When word was received that the Sixth Fleet had left Naples, the Ardeal made its way into port to retrieve the repatriates. With the same ‘military escort,’ the repatriates were taken from the hotel to the port. They were counted again to assure that everyone who had originally disembarked the Sobieski for the hotel was there to board the Ardeal. Like day and night, for the passengers, no reasonable comparison could be made between the Sobieski and the Ardeal. The repatriates arrived in Naples on a passenger ship with comfortable amenities, and left Italy on a “squat ugly-looking cargo ship with no accommodations for all…who were to board it.” 11 With only a few cabins assigned to the women, children, and the elderly, the mess hall during the day was converted to a large sleeping area at night for the men. After the Ardeal left Naples, it moved passed Sicily, up along the Greek Islands and headed toward Romania. While passing through the Dardanelles to enter the Black Sea toward Batumi, the repatriates confronted Turks sailing the waters in rowboats. Insults were exchanged between the repatriating American-Armenians and the Turks, whereby the Turks gestured with a “sign of cutting the throat.” 12 In retrospect, Phillian says that he was not too sure if this gesture had more to do with the animosity between the two peoples, or more reflective of the plight that the American-Armenians would be facing as they “returned” to Soviet Armenia.
The Ardeal eventually docked in Constanza, a port on the Black Sea that once flourished as a trading port between the Byzantine Empire and Italian ports during the tenth and eleventh centuries. A number of officials came on board the Ardeal, but only the Romanian-native sailors were allowed to go ashore. Phillian tells of an interesting event that took place on the Ardeal between an American-Armenian and a Romanian-Armenian sailor. The sailor spoke Armenian and was approached by one of the repatriates to help send a letter back to the United States. Since Romania was under the political yoke of the Soviet Union at this time, the sailor was concerned with communist officials who conducted routine searches. Cautiously the sailor refused to deliver the letter; he knew that he would be searched by Romanian authorities when leaving the ship and then again before boarding. 13 This was probably a wise move for the safety of the repatriates as well. It was not uncommon for many American-Armenians to be under suspicion of American espionage, a real concern for many American-Armenians once on Soviet land. Many were later interrogated and tortured by the Soviet Committee for State Security, better known as the KGB, its Russian acronym.

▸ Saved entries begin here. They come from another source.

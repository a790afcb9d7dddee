//! Blocking I2C driver for the ICM-20948
//!
//! Talks to the device's banked register map over any
//! `embedded_hal::i2c::I2c` bus, with an `embedded_hal::delay::DelayNs`
//! provider covering the timed steps of the bring-up sequence. The AK09916
//! magnetometer inside the package is addressed directly once the bypass
//! multiplexer is open.

use super::config::{Icm20948Config, RegisterBank};
use super::registers;
use crate::devices::traits::{AxesSample, ImuError, ImuSensor};
use embedded_hal::delay::DelayNs;
use embedded_hal::i2c::I2c;
use nalgebra::Vector3;

/// Upper bound on 1 ms polls while waiting for the reset bit to clear
const RESET_POLL_LIMIT: u32 = 100;

/// ICM-20948 9-axis IMU behind a blocking I2C bus
///
/// Implements [`ImuSensor`]: one bounded handshake attempt per
/// `initialize` call, then data-ready-gated reads. Generic over the bus
/// (`embedded_hal::i2c::I2c`) and the delay source (`DelayNs`).
pub struct Icm20948<I2C, D> {
    /// Owned bus handle
    i2c: I2C,

    /// Delay source for the timed bring-up steps
    delay: D,

    /// Settings the driver was constructed with
    config: Icm20948Config,

    /// LSB-to-rad/s factor for the configured gyro range
    gyro_scale: f32,

    /// LSB-to-m/s² factor for the configured accel range
    accel_scale: f32,

    /// Bank the device is believed to have selected
    current_bank: RegisterBank,

    /// Handshake complete flag
    initialized: bool,

    /// Most recent valid magnetometer triad (µT)
    ///
    /// The AK09916 free-runs in continuous mode, so a cycle where its data
    /// is unreadable or overflowed keeps the previous field value instead of
    /// reporting zeros.
    last_mag: Vector3<f32>,
}

impl<I2C, D> Icm20948<I2C, D>
where
    I2C: I2c,
    D: DelayNs,
{
    /// Create a new ICM-20948 driver (uninitialized)
    ///
    /// Call [`ImuSensor::initialize`] before reading.
    pub fn new(i2c: I2C, delay: D, config: Icm20948Config) -> Self {
        Self {
            i2c,
            delay,
            config,
            gyro_scale: config.gyro_range.scale_to_rad_s(),
            accel_scale: config.accel_range.scale_to_m_s2(),
            current_bank: RegisterBank::Bank0,
            initialized: false,
            last_mag: Vector3::zeros(),
        }
    }

    /// Run the full handshake and bring-up sequence
    ///
    /// 1. Verify WHO_AM_I
    /// 2. Reset the device and wait (bounded) for the reset bit to clear
    /// 3. Wake with auto clock select, enable all sensors
    /// 4. Configure gyro/accel ranges, filters, and rate dividers
    /// 5. Enable I2C bypass and bring up the AK09916
    ///
    /// Makes exactly one attempt: any bus fault or identity mismatch aborts
    /// with an error and leaves the driver uninitialized.
    pub fn init(&mut self) -> Result<(), ImuError> {
        // The device may be in any bank after a partial previous attempt,
        // so force bank 0 rather than trusting the cache.
        self.write_register_direct(registers::REG_BANK_SEL, registers::BANK_0)?;
        self.current_bank = RegisterBank::Bank0;

        let whoami = self.read_register(registers::WHO_AM_I)?;
        if whoami != registers::ICM20948_WHO_AM_I_VALUE {
            crate::log_error!(
                "WHO_AM_I readback {:#x}, wanted {:#x}",
                whoami,
                registers::ICM20948_WHO_AM_I_VALUE
            );
            return Err(ImuError::InvalidDevice(whoami));
        }
        crate::log_info!("ICM-20948 present at {:#x}", self.config.i2c_address);

        // Reset, then poll until the reset bit clears. The device can NACK
        // while restarting, so read faults during the poll count as "not yet".
        self.write_register(registers::PWR_MGMT_1, registers::PWR_MGMT_1_DEVICE_RESET)?;
        self.current_bank = RegisterBank::Bank0;

        let mut settled = false;
        for _ in 0..RESET_POLL_LIMIT {
            self.delay.delay_ms(1);
            match self.read_register(registers::PWR_MGMT_1) {
                Ok(pwr) if pwr & registers::PWR_MGMT_1_DEVICE_RESET == 0 => {
                    settled = true;
                    break;
                }
                _ => {}
            }
        }
        if !settled {
            crate::log_error!("ICM-20948 did not leave reset");
            return Err(ImuError::ResetTimeout);
        }

        // Wake up with auto clock select
        self.write_register(registers::PWR_MGMT_1, registers::PWR_MGMT_1_CLKSEL_AUTO)?;
        self.delay.delay_ms(10);

        // Enable all sensors
        self.write_register(registers::PWR_MGMT_2, registers::PWR_MGMT_2_ENABLE_ALL)?;

        // Configure gyroscope and accelerometer (Bank 2)
        self.select_bank(RegisterBank::Bank2)?;

        self.write_register(registers::ODR_ALIGN_EN, 0x01)?;

        self.write_register(registers::GYRO_SMPLRT_DIV, self.config.gyro_sample_rate_div)?;
        let gyro_config =
            self.config.gyro_range.register_value() | self.config.gyro_dlpf.register_value();
        self.write_register(registers::GYRO_CONFIG_1, gyro_config)?;

        // Accel sample rate divider is 12-bit, split across two registers
        self.write_register(
            registers::ACCEL_SMPLRT_DIV_1,
            ((self.config.accel_sample_rate_div >> 8) & 0x0F) as u8,
        )?;
        self.write_register(
            registers::ACCEL_SMPLRT_DIV_2,
            (self.config.accel_sample_rate_div & 0xFF) as u8,
        )?;
        let accel_config =
            self.config.accel_range.register_value() | self.config.accel_dlpf.register_value();
        self.write_register(registers::ACCEL_CONFIG, accel_config)?;

        // Back to Bank 0 for bypass setup and data access
        self.select_bank(RegisterBank::Bank0)?;

        // Disable I2C master mode (required for bypass), then open the bypass
        self.write_register(registers::USER_CTRL, 0x00)?;
        self.delay.delay_ms(10);
        self.write_register(registers::INT_PIN_CFG, registers::INT_PIN_CFG_BYPASS_EN)?;
        self.delay.delay_ms(10);

        let int_cfg = self.read_register(registers::INT_PIN_CFG)?;
        if (int_cfg & registers::INT_PIN_CFG_BYPASS_EN) == 0 {
            crate::log_error!("Bypass enable did not stick (INT_PIN_CFG: {:#x})", int_cfg);
            return Err(ImuError::NotInitialized);
        }
        crate::log_debug!("I2C bypass open, AK09916 visible on the bus");

        self.init_magnetometer()?;

        self.initialized = true;
        crate::log_info!("ICM-20948 bring-up complete");

        Ok(())
    }

    /// Switch the active register bank
    ///
    /// Skips the bus write when the cached selection already matches.
    fn select_bank(&mut self, bank: RegisterBank) -> Result<(), ImuError> {
        if self.current_bank != bank {
            // Reachable at the same address from every bank
            self.write_register_direct(registers::REG_BANK_SEL, bank.register_value())?;
            self.current_bank = bank;
        }
        Ok(())
    }

    /// Write a register on the ICM-20948 (no bank check)
    fn write_register_direct(&mut self, reg: u8, value: u8) -> Result<(), ImuError> {
        self.i2c
            .write(self.config.i2c_address, &[reg, value])
            .map_err(|_| ImuError::I2cError)
    }

    /// Write a register on the ICM-20948 (assumes correct bank is selected)
    fn write_register(&mut self, reg: u8, value: u8) -> Result<(), ImuError> {
        self.write_register_direct(reg, value)
    }

    /// Read a register from the ICM-20948 (assumes correct bank is selected)
    fn read_register(&mut self, reg: u8) -> Result<u8, ImuError> {
        let mut buf = [0u8; 1];
        self.i2c
            .write_read(self.config.i2c_address, &[reg], &mut buf)
            .map_err(|_| ImuError::I2cError)?;
        Ok(buf[0])
    }

    /// Read multiple bytes from the ICM-20948 starting at `reg`
    fn read_bytes(&mut self, reg: u8, buf: &mut [u8]) -> Result<(), ImuError> {
        self.i2c
            .write_read(self.config.i2c_address, &[reg], buf)
            .map_err(|_| ImuError::I2cError)
    }

    /// Check if the handshake has completed
    pub fn is_initialized(&self) -> bool {
        self.initialized
    }

    /// Bus address the driver talks to
    pub fn address(&self) -> u8 {
        self.config.i2c_address
    }

    /// Settings the driver was constructed with
    pub fn config(&self) -> &Icm20948Config {
        &self.config
    }

    /// Cached bank selection
    pub fn current_bank(&self) -> RegisterBank {
        self.current_bank
    }

    // =========================================================================
    // Data Path
    // =========================================================================

    /// Check the raw-data-ready flag (Bank 0)
    ///
    /// Reading INT_STATUS_1 clears the flag on the device, so a `true` here
    /// must be followed by the data read.
    fn data_ready(&mut self) -> Result<bool, ImuError> {
        let status = self.read_register(registers::INT_STATUS_1)?;
        Ok(status & registers::INT_STATUS_1_RAW_DATA_0_RDY != 0)
    }

    /// Read raw accelerometer and gyroscope data (12 bytes, one transaction)
    ///
    /// Returns (accel_raw, gyro_raw) in register order: the burst window
    /// covers ACCEL_XOUT_H through GYRO_ZOUT_L as big-endian i16 pairs.
    fn read_accel_gyro_raw(&mut self) -> Result<([i16; 3], [i16; 3]), ImuError> {
        let mut buf = [0u8; 12];
        self.read_bytes(registers::ACCEL_XOUT_H, &mut buf)?;

        let mut words = [0i16; 6];
        for (i, word) in words.iter_mut().enumerate() {
            *word = i16::from_be_bytes([buf[2 * i], buf[2 * i + 1]]);
        }

        Ok(([words[0], words[1], words[2]], [words[3], words[4], words[5]]))
    }

    /// Fetch the latest magnetometer triad, falling back to the previous one
    ///
    /// The AK09916 data registers always hold its latest completed
    /// measurement, so the magnetometer rides along with accel/gyro
    /// readiness. A bus fault, a cleared DRDY, or a magnetic overflow each
    /// keep the previous triad.
    fn read_mag_latest(&mut self) -> Vector3<f32> {
        // Layout: ST1, HXL..HZH, dummy, ST2. Reading through ST2 completes
        // the measurement and re-arms DRDY.
        let mut buf = [0u8; 9];
        if self
            .i2c
            .write_read(registers::AK09916_ADDR, &[registers::AK09916_ST1], &mut buf)
            .is_err()
        {
            return self.last_mag;
        }

        let fresh = buf[0] & registers::AK09916_ST1_DRDY != 0;
        let overflow = buf[8] & registers::AK09916_ST2_HOFL != 0;
        if !fresh || overflow {
            return self.last_mag;
        }

        // AK09916 data is little-endian
        let raw = [
            i16::from_le_bytes([buf[1], buf[2]]),
            i16::from_le_bytes([buf[3], buf[4]]),
            i16::from_le_bytes([buf[5], buf[6]]),
        ];
        self.last_mag = self.convert_mag(raw);
        self.last_mag
    }

    // =========================================================================
    // Unit Conversion
    // =========================================================================

    /// Convert raw gyroscope values to rad/s
    pub fn convert_gyro(&self, raw: [i16; 3]) -> Vector3<f32> {
        Vector3::new(raw[0] as f32, raw[1] as f32, raw[2] as f32) * self.gyro_scale
    }

    /// Convert raw accelerometer values to m/s²
    pub fn convert_accel(&self, raw: [i16; 3]) -> Vector3<f32> {
        Vector3::new(raw[0] as f32, raw[1] as f32, raw[2] as f32) * self.accel_scale
    }

    /// Convert raw magnetometer values to µT
    pub fn convert_mag(&self, raw: [i16; 3]) -> Vector3<f32> {
        Vector3::new(raw[0] as f32, raw[1] as f32, raw[2] as f32) * registers::MAG_SENSITIVITY
    }

    // =========================================================================
    // AK09916 Access
    // =========================================================================

    /// Bring up the AK09916 magnetometer
    ///
    /// Runs after the bypass multiplexer is open, when the AK09916 answers
    /// at its own address on the host bus.
    fn init_magnetometer(&mut self) -> Result<(), ImuError> {
        let whoami = self.read_mag_register(registers::AK09916_WIA2)?;
        if whoami != registers::AK09916_WHO_AM_I_VALUE {
            crate::log_error!(
                "WIA2 readback {:#x}, wanted {:#x}",
                whoami,
                registers::AK09916_WHO_AM_I_VALUE
            );
            return Err(ImuError::InvalidDevice(whoami));
        }
        crate::log_info!("AK09916 magnetometer online");

        // Soft reset, then select the configured measurement mode
        self.write_mag_register(registers::AK09916_CNTL3, registers::AK09916_CNTL3_SRST)?;
        self.delay.delay_ms(10);
        self.write_mag_register(registers::AK09916_CNTL2, self.config.mag_mode.register_value())?;
        self.delay.delay_ms(10);

        Ok(())
    }

    /// Single-register read on the magnetometer
    fn read_mag_register(&mut self, reg: u8) -> Result<u8, ImuError> {
        let mut buf = [0u8; 1];
        self.i2c
            .write_read(registers::AK09916_ADDR, &[reg], &mut buf)
            .map_err(|_| ImuError::I2cError)?;
        Ok(buf[0])
    }

    /// Single-register write on the magnetometer
    fn write_mag_register(&mut self, reg: u8, value: u8) -> Result<(), ImuError> {
        self.i2c
            .write(registers::AK09916_ADDR, &[reg, value])
            .map_err(|_| ImuError::I2cError)
    }
}

// =============================================================================
// ImuSensor Implementation
// =============================================================================

impl<I2C, D> ImuSensor for Icm20948<I2C, D>
where
    I2C: I2c,
    D: DelayNs,
{
    fn initialize(&mut self) -> Result<(), ImuError> {
        self.init()
    }

    /// Poll for a fresh 9-axis sample
    ///
    /// Gated on the raw-data-ready flag: returns `Ok(None)` without touching
    /// the data registers when nothing new has landed. When ready, decodes
    /// accel (m/s²), gyro (rad/s), and the ride-along magnetometer (µT).
    fn read_axes(&mut self) -> Result<Option<AxesSample>, ImuError> {
        if !self.initialized {
            return Err(ImuError::NotInitialized);
        }

        // Sensor data and the status flag live in Bank 0
        self.select_bank(RegisterBank::Bank0)?;

        if !self.data_ready()? {
            return Ok(None);
        }

        let (accel_raw, gyro_raw) = self.read_accel_gyro_raw()?;
        let mag = self.read_mag_latest();

        Ok(Some(AxesSample {
            accel: self.convert_accel(accel_raw),
            gyro: self.convert_gyro(gyro_raw),
            mag,
        }))
    }
}

// =============================================================================
// Tests
// =============================================================================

From Romania, the ship arrived at its final destination in Batumi, a port in Soviet Georgia, where they were awaited by a delegation as well as family members who had arrived in 1947. The landing was filled with propaganda-driven speeches and political fanfare. The 162 American-Armenian repatriates were soon taken to a hangar where again they awaited the final stage of their ill-fated journey to Soviet Armenia.

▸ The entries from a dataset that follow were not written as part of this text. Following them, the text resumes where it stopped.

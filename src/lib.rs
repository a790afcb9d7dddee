#![cfg_attr(not(test), no_std)]

//! imu_source - 9-axis IMU acquisition node for sample pipelines
//!
//! This library provides an ICM-20948 driver behind a sensor trait, a minimal
//! host pipeline contract, and the acquisition node that publishes nine IMU
//! axes into fixed host channels every cycle.

// Core systems (logging, settings documents)
pub mod core;

// Device drivers behind embedded-hal traits
pub mod devices;

// Host pipeline contract (channels, frames, events, node trait)
pub mod pipeline;

// The IMU source node itself
pub mod acquisition;
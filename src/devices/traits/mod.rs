//! Device traits
//!
//! This module contains hardware-independent trait definitions for device drivers.
//! These traits enable:
//! - Unit testing with scripted implementations
//! - Sensor independence for the acquisition loop
//! - Future hardware upgrades without pipeline changes

pub mod imu;

pub use imu::{Axis, AxesSample, ImuError, ImuSensor, NUM_AXES};
//! Streams live ICM-20948 data on a Linux I2C bus.
//!
//! The node brings the sensor up lazily, so this works even when the device
//! is plugged in after the stream starts: cycles stay empty until the
//! handshake succeeds, then samples flow.
//!
//! Run with: cargo run --example icm20948_stream [/dev/i2c-1]

use std::error::Error;
use std::thread;
use std::time::Duration;

use linux_embedded_hal::{Delay, I2cdev};

use imu_source::acquisition::ImuAcquisition;
use imu_source::devices::imu::icm20948::{Icm20948, Icm20948Config};
use imu_source::pipeline::{ChannelRegistry, PipelineNode, SampleFrame};

fn main() -> Result<(), Box<dyn Error>> {
    let path = std::env::args()
        .nth(1)
        .unwrap_or_else(|| "/dev/i2c-1".to_string());

    let i2c = I2cdev::new(&path)?;
    let driver = Icm20948::new(i2c, Delay, Icm20948Config::default());

    let mut registry = ChannelRegistry::new();
    let mut node =
        ImuAcquisition::new(driver, &mut registry).map_err(|e| e.to_string())?;
    let mut frame = SampleFrame::new();

    println!("streaming from {path} (ctrl-c to stop)");

    loop {
        frame.clear();
        node.on_cycle(&mut frame);

        if let Some(sample) = node.last_sample() {
            if frame.written_count() > 0 {
                println!(
                    "accel [{:6.2} {:6.2} {:6.2}] m/s²  gyro [{:6.3} {:6.3} {:6.3}] rad/s  mag [{:6.1} {:6.1} {:6.1}] µT",
                    sample.accel.x, sample.accel.y, sample.accel.z,
                    sample.gyro.x, sample.gyro.y, sample.gyro.z,
                    sample.mag.x, sample.mag.y, sample.mag.z,
                );
            }
        }

        thread::sleep(Duration::from_millis(10));
    }
}
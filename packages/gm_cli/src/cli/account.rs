//! `gm login|register|logout`: account credentials.

use anyhow::{Context, Result, anyhow};
use gm_link::ApiError;
use tracing::info;

use super::{Workspace, password_or_prompt};

pub async fn login_command(
    workspace: &Workspace,
    username: &str,
    password: Option<String>,
) -> Result<()> {
    let password = password_or_prompt(password)?;
    let session = workspace.session()?;
    let user = session
        .api()
        .login(username, &password)
        .await
        .map_err(login_failure)?;
    eprintln!("Signed in as {}", user.username);
    Ok(())
}

/// A refused login is reported plainly; anything else keeps its cause.
fn login_failure(err: ApiError) -> anyhow::Error {
    if err.is_unauthorized() {
        anyhow!("Wrong username or password")
    } else {
        anyhow::Error::new(err).context("Login failed")
    }
}

pub async fn register_command(
    workspace: &Workspace,
    username: &str,
    display_name: Option<&str>,
    password: Option<String>,
) -> Result<()> {
    let password = password_or_prompt(password)?;
    let session = workspace.session()?;
    let user = session
        .api()
        .register(username, display_name.unwrap_or(username), &password)
        .await
        .context("Registration failed")?;
    eprintln!("Account {} created and signed in", user.username);
    Ok(())
}

pub fn logout_command(workspace: &Workspace) -> Result<()> {
    let session = workspace.session()?;
    session.api().logout().context("Failed to clear credentials")?;
    info!(path = %workspace.credentials_path().display(), "credentials cleared");
    eprintln!("Signed out");
    Ok(())
}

1 The Armenian General Benevolent Union, One Hundred Years of History, Vol. II, 1941-2006, AGBU, Central Board of Directors, Paris, 302.

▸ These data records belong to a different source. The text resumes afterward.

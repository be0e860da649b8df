//! `gm watch`: hold the streaming channel open and follow the session.
//!
//! Lines typed on stdin are sent as chat, except for slash commands:
//! `/roll <dice> [reason]`, `/ready`, `/unready`, `/init`, `/who`, `/start`,
//! `/leave` (announce departure and forget the session) and `/quit`
//! (disconnect but keep the session for `gm rejoin`).

use std::io::BufRead;

use anyhow::{Context, Result, bail};
use gm_link::events::ServerEvent;
use gm_link::{EventKind, SessionEnd, SessionExit, SessionHandle, listener_fn};
use tokio::sync::mpsc;
use tokio_util::sync::CancellationToken;
use tracing::{debug, info, warn};

use super::Workspace;

const FOLLOWED: &[EventKind] = &[
    EventKind::Connected,
    EventKind::Disconnected,
    EventKind::PlayerJoined,
    EventKind::PlayerLeft,
    EventKind::SessionStarted,
    EventKind::Chat,
    EventKind::DiceResult,
    EventKind::CombatStarted,
    EventKind::CombatEnded,
    EventKind::TurnChanged,
    EventKind::InitiativeRolled,
];

pub async fn watch_command(workspace: &Workspace) -> Result<()> {
    let mut session = workspace.session()?;
    let identity = session.api().identity();
    let Some(code) = identity.session_code.clone() else {
        bail!("No session to watch; use `gm create` or `gm join <code> <name>`");
    };

    let printer = listener_fn("terminal", |event| {
        if let Some(line) = describe(event) {
            println!("{line}");
        }
        Ok(())
    });
    for kind in FOLLOWED {
        session.dispatcher_mut().register(*kind, printer.clone());
    }

    let cancel = CancellationToken::new();
    let ctrl_c = cancel.clone();
    tokio::spawn(async move {
        if tokio::signal::ctrl_c().await.is_ok() {
            info!("interrupted");
            ctrl_c.cancel();
        }
    });
    tokio::spawn(read_input(session.handle(), cancel.clone()));

    eprintln!("Watching session {code}. Type to chat, /quit to stop.");
    let exit = session.run(cancel.clone()).await;
    cancel.cancel();

    match exit.context("Lost the streaming channel")? {
        SessionExit::Cancelled => eprintln!("Disconnected; `gm rejoin` resumes session {code}"),
        SessionExit::Ended(SessionEnd::Ended) => eprintln!("The session has ended"),
        SessionExit::Ended(SessionEnd::Left) => eprintln!("Left session {code}"),
        SessionExit::Ended(SessionEnd::LoggedOut) => {
            bail!("Signed out: the service no longer accepts the stored credentials")
        }
    }
    Ok(())
}

#[derive(Debug, PartialEq, Eq)]
enum Input {
    Chat(String),
    Roll { dice: String, reason: Option<String> },
    Ready(bool),
    Initiative,
    Who,
    Start,
    Leave,
    Quit,
    Unknown(String),
}

fn parse_input(line: &str) -> Option<Input> {
    let line = line.trim();
    if line.is_empty() {
        return None;
    }
    let Some(command) = line.strip_prefix('/') else {
        return Some(Input::Chat(line.to_string()));
    };

    let mut parts = command.splitn(3, char::is_whitespace);
    let input = match parts.next().unwrap_or_default() {
        "roll" => match parts.next().filter(|d| !d.is_empty()) {
            Some(dice) => Input::Roll {
                dice: dice.to_string(),
                reason: parts.next().map(str::trim).filter(|r| !r.is_empty()).map(String::from),
            },
            None => Input::Unknown(line.to_string()),
        },
        "ready" => Input::Ready(true),
        "unready" => Input::Ready(false),
        "init" => Input::Initiative,
        "who" => Input::Who,
        "start" => Input::Start,
        "leave" => Input::Leave,
        "quit" => Input::Quit,
        _ => Input::Unknown(line.to_string()),
    };
    Some(input)
}

/// Stdin is read on a plain thread; a blocking read inside the runtime
/// would hold up shutdown until the next line arrives.
fn spawn_stdin_reader() -> mpsc::UnboundedReceiver<String> {
    let (tx, rx) = mpsc::unbounded_channel();
    std::thread::spawn(move || {
        for line in std::io::stdin().lock().lines() {
            match line {
                Ok(line) => {
                    if tx.send(line).is_err() {
                        return;
                    }
                }
                Err(e) => {
                    warn!(error = %e, "failed to read stdin");
                    return;
                }
            }
        }
        debug!("stdin closed");
    });
    rx
}

async fn read_input(handle: SessionHandle, cancel: CancellationToken) {
    let mut lines = spawn_stdin_reader();
    loop {
        let line = tokio::select! {
            _ = cancel.cancelled() => return,
            line = lines.recv() => line,
        };
        let Some(line) = line else {
            return;
        };
        let Some(input) = parse_input(&line) else {
            continue;
        };
        if let Err(e) = apply(&handle, &cancel, input).await {
            warn!(error = %format!("{e:#}"), "command failed");
        }
    }
}

async fn apply(handle: &SessionHandle, cancel: &CancellationToken, input: Input) -> Result<()> {
    match input {
        Input::Chat(message) => handle.chat(&message)?,
        Input::Roll { dice, reason } => handle.roll_dice(&dice, reason.as_deref())?,
        Input::Ready(is_ready) => handle.api().set_ready(is_ready).await?,
        Input::Initiative => {
            let roll = handle.api().roll_initiative().await?;
            eprintln!("Initiative: {}", roll.roll);
        }
        Input::Who => {
            for player in handle.api().consumers().roster.players() {
                let online = match player.is_online {
                    Some(false) => " (away)",
                    _ => "",
                };
                let ready = if player.is_ready { " ready" } else { "" };
                let gm = if player.is_gm { " [GM]" } else { "" };
                eprintln!("  {}{gm}{ready}{online}", player.name);
            }
        }
        Input::Start => handle.api().start_session().await?,
        Input::Leave => handle.leave().await?,
        Input::Quit => cancel.cancel(),
        Input::Unknown(line) => eprintln!("Unknown command: {line}"),
    }
    Ok(())
}

fn describe(event: &ServerEvent) -> Option<String> {
    let line = match event {
        ServerEvent::Connected => "* connected".to_string(),
        ServerEvent::Disconnected => "* disconnected".to_string(),
        ServerEvent::PlayerJoined(e) => format!("* {} joined", e.player_name),
        ServerEvent::PlayerLeft(e) => format!("* player {} left", e.player_id),
        ServerEvent::SessionStarted(_) => "* the session has started".to_string(),
        ServerEvent::Chat(e) => format!("<{}> {}", e.player_name, e.message),
        ServerEvent::DiceResult(e) => {
            let mut line = format!("* {} rolled {}: {}", e.player_name, e.dice, e.total);
            if let Some(reason) = &e.reason {
                line.push_str(&format!(" ({reason})"));
            }
            line
        }
        ServerEvent::CombatStarted(_) => "* combat started".to_string(),
        ServerEvent::CombatEnded => "* combat ended".to_string(),
        ServerEvent::TurnChanged(e) => {
            format!("* round {}: {}'s turn", e.round_number, e.character_name)
        }
        ServerEvent::InitiativeRolled(e) => {
            let who = e.character_name.as_deref().unwrap_or(&e.player_name);
            format!("* {who} rolled {} for initiative", e.roll)
        }
        _ => return None,
    };
    Some(line)
}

2 Armenian General Benevolent Union, “Realizing a Dream: Then and Now,” Vol. 20, No. 2, November 2010, 6.
3 AGBU, “Realizing a Dream,” 6.
4 Sonia Meghreblian, An Armenian Odyssey, Gomitas Institute, 2012.
5 John B. Hattendorf, Naval Policy and Strategy in the Mediterranean Sea: Past, Present and Future, Routledge Publisher, 2000, 198. The pressure by the peace treaty lessened its impact as the West drew Italy more within its sphere. See Roy Palmer Domenico, Remaking Italy in the Twentieth Century, Rowman & Littlefield Publishers, Inc., New York, 2002, 108.
6 Phillian, letter to author, September 19, 2012.
7 Phillian, letter to author, September 19, 2012.
8 Meghreblian, An Armenian Odyssey, 2012, 76.
9 Phillian, letter to author, September 19, 2012.
10 Tashjian, personal interview with author, July 8, 2012.
11 Phillian, letter to author, September 19, 2012.
12 Phillian, letter to author, September 19, 2012.
13 Phillian, letter to author, September 19, 2012.